## Action item
The records that appear below are to be restated word for word.

(Dataset entries)
//! # REST API for the Product Catalog
//!
//! Endpoints for listing, creating, updating and deleting products.

use axum::{
    extract::{Path, State},
    http::StatusCode,
    response::{IntoResponse, Json},
    routing::get,
    Router,
};
use tracing::{error, info};

use crate::domain::CatalogError;
use crate::AppState;
use shared::{DeleteResponse, ProductListResponse, ProductPayload};

/// Create a router for product related APIs
pub fn router() -> Router<AppState> {
    Router::new()
        .route("/", get(list_products).post(create_product))
        .route(
            "/:id",
            get(get_product).patch(update_product).delete(delete_product),
        )
        .route("/slug/:slug", get(get_product_by_slug))
}

fn status_for(error: &CatalogError) -> StatusCode {
    match error {
        CatalogError::MissingFields | CatalogError::InvalidPrice => StatusCode::BAD_REQUEST,
        CatalogError::NotFound => StatusCode::NOT_FOUND,
        CatalogError::Storage(_) => StatusCode::INTERNAL_SERVER_ERROR,
    }
}

/// List all products, newest first
pub async fn list_products(State(state): State<AppState>) -> impl IntoResponse {
    info!("GET /api/products");

    match state.catalog_service.list_products().await {
        Ok(products) => (StatusCode::OK, Json(ProductListResponse { products })).into_response(),
        Err(e) => {
            error!("Failed to list products: {}", e);
            (status_for(&e), e.to_string()).into_response()
        }
    }
}

/// Create a new product
pub async fn create_product(
    State(state): State<AppState>,
    Json(payload): Json<ProductPayload>,
) -> impl IntoResponse {
    info!("POST /api/products - name: {}", payload.name);

    match state.catalog_service.create_product(payload).await {
        Ok(product) => (StatusCode::CREATED, Json(product)).into_response(),
        Err(e) => {
            error!("Failed to create product: {}", e);
            (status_for(&e), e.to_string()).into_response()
        }
    }
}

/// Get a single product by ID
pub async fn get_product(
    State(state): State<AppState>,
    Path(id): Path<String>,
) -> impl IntoResponse {
    info!("GET /api/products/{}", id);

    match state.catalog_service.get_product(&id).await {
        Ok(product) => (StatusCode::OK, Json(product)).into_response(),
        Err(e) => {
            error!("Failed to get product {}: {}", id, e);
            (status_for(&e), e.to_string()).into_response()
        }
    }
}

/// Get a single product by URL slug
pub async fn get_product_by_slug(
    State(state): State<AppState>,
    Path(slug): Path<String>,
) -> impl IntoResponse {
    info!("GET /api/products/slug/{}", slug);

    match state.catalog_service.get_product_by_slug(&slug).await {
        Ok(product) => (StatusCode::OK, Json(product)).into_response(),
        Err(e) => {
            error!("Failed to get product by slug {}: {}", slug, e);
            (status_for(&e), e.to_string()).into_response()
        }
    }
}

/// Update an existing product
pub async fn update_product(
    State(state): State<AppState>,
    Path(id): Path<String>,
    Json(payload): Json<ProductPayload>,
) -> impl IntoResponse {
    info!("PATCH /api/products/{}", id);

    match state.catalog_service.update_product(&id, payload).await {
        Ok(product) => (StatusCode::OK, Json(product)).into_response(),
        Err(e) => {
            error!("Failed to update product {}: {}", id, e);
            (status_for(&e), e.to_string()).into_response()
        }
    }
}

/// Delete a product
pub async fn delete_product(
    State(state): State<AppState>,
    Path(id): Path<String>,
) -> impl IntoResponse {
    info!("DELETE /api/products/{}", id);

    match state.catalog_service.delete_product(&id).await {
        Ok(()) => (
            StatusCode::OK,
            Json(DeleteResponse {
                success_message: "Produit supprimé.".to_string(),
            }),
        )
            .into_response(),
        Err(e) => {
            error!("Failed to delete product {}: {}", id, e);
            (status_for(&e), e.to_string()).into_response()
        }
    }
}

## Answer to the exercise
//! # REST API for the Product Catalog
//!
//! Endpoints for listing, creating, updating and deleting products.

use axum::{
    extract::{Path, State},
    http::StatusCode,
    response::{IntoResponse, Json},
    routing::get,
    Router,
};
use tracing::{error, info};

use crate::domain::CatalogError;
use crate::AppState;
use shared::{DeleteResponse, ProductListResponse, ProductPayload};

/// Create a router for product related APIs
pub fn router() -> Router<AppState> {
    Router::new()
        .route("/", get(list_products).post(create_product))
        .route(
            "/:id",
            get(get_product).patch(update_product).delete(delete_product),
        )
        .route("/slug/:slug", get(get_product_by_slug))
}

fn status_for(error: &CatalogError) -> StatusCode {
    match error {
        CatalogError::MissingFields | CatalogError::InvalidPrice => StatusCode::BAD_REQUEST,
        CatalogError::NotFound => StatusCode::NOT_FOUND,
        CatalogError::Storage(_) => StatusCode::INTERNAL_SERVER_ERROR,
    }
}

/// List all products, newest first
pub async fn list_products(State(state): State<AppState>) -> impl IntoResponse {
    info!("GET /api/products");

    match state.catalog_service.list_products().await {
        Ok(products) => (StatusCode::OK, Json(ProductListResponse { products })).into_response(),
        Err(e) => {
            error!("Failed to list products: {}", e);
            (status_for(&e), e.to_string()).into_response()
        }
    }
}

/// Create a new product
pub async fn create_product(
    State(state): State<AppState>,
    Json(payload): Json<ProductPayload>,
) -> impl IntoResponse {
    info!("POST /api/products - name: {}", payload.name);

    match state.catalog_service.create_product(payload).await {
        Ok(product) => (StatusCode::CREATED, Json(product)).into_response(),
        Err(e) => {
            error!("Failed to create product: {}", e);
            (status_for(&e), e.to_string()).into_response()
        }
    }
}

/// Get a single product by ID
pub async fn get_product(
    State(state): State<AppState>,
    Path(id): Path<String>,
) -> impl IntoResponse {
    info!("GET /api/products/{}", id);

    match state.catalog_service.get_product(&id).await {
        Ok(product) => (StatusCode::OK, Json(product)).into_response(),
        Err(e) => {
            error!("Failed to get product {}: {}", id, e);
            (status_for(&e), e.to_string()).into_response()
        }
    }
}

/// Get a single product by URL slug
pub async fn get_product_by_slug(
    State(state): State<AppState>,
    Path(slug): Path<String>,
) -> impl IntoResponse {
    info!("GET /api/products/slug/{}", slug);

    match state.catalog_service.get_product_by_slug(&slug).await {
        Ok(product) => (StatusCode::OK, Json(product)).into_response(),
        Err(e) => {
            error!("Failed to get product by slug {}: {}", slug, e);
            (status_for(&e), e.to_string()).into_response()
        }
    }
}

/// Update an existing product
pub async fn update_product(
    State(state): State<AppState>,
    Path(id): Path<String>,
    Json(payload): Json<ProductPayload>,
) -> impl IntoResponse {
    info!("PATCH /api/products/{}", id);

    match state.catalog_service.update_product(&id, payload).await {
        Ok(product) => (StatusCode::OK, Json(product)).into_response(),
        Err(e) => {
            error!("Failed to update product {}: {}", id, e);
            (status_for(&e), e.to_string()).into_response()
        }
    }
}

/// Delete a product
pub async fn delete_product(
    State(state): State<AppState>,
    Path(id): Path<String>,
) -> impl IntoResponse {
    info!("DELETE /api/products/{}", id);

    match state.catalog_service.delete_product(&id).await {
        Ok(()) => (
            StatusCode::OK,
            Json(DeleteResponse {
                success_message: "Produit supprimé.".to_string(),
            }),
        )
            .into_response(),
        Err(e) => {
            error!("Failed to delete product {}: {}", id, e);
            (status_for(&e), e.to_string()).into_response()
        }
    }
}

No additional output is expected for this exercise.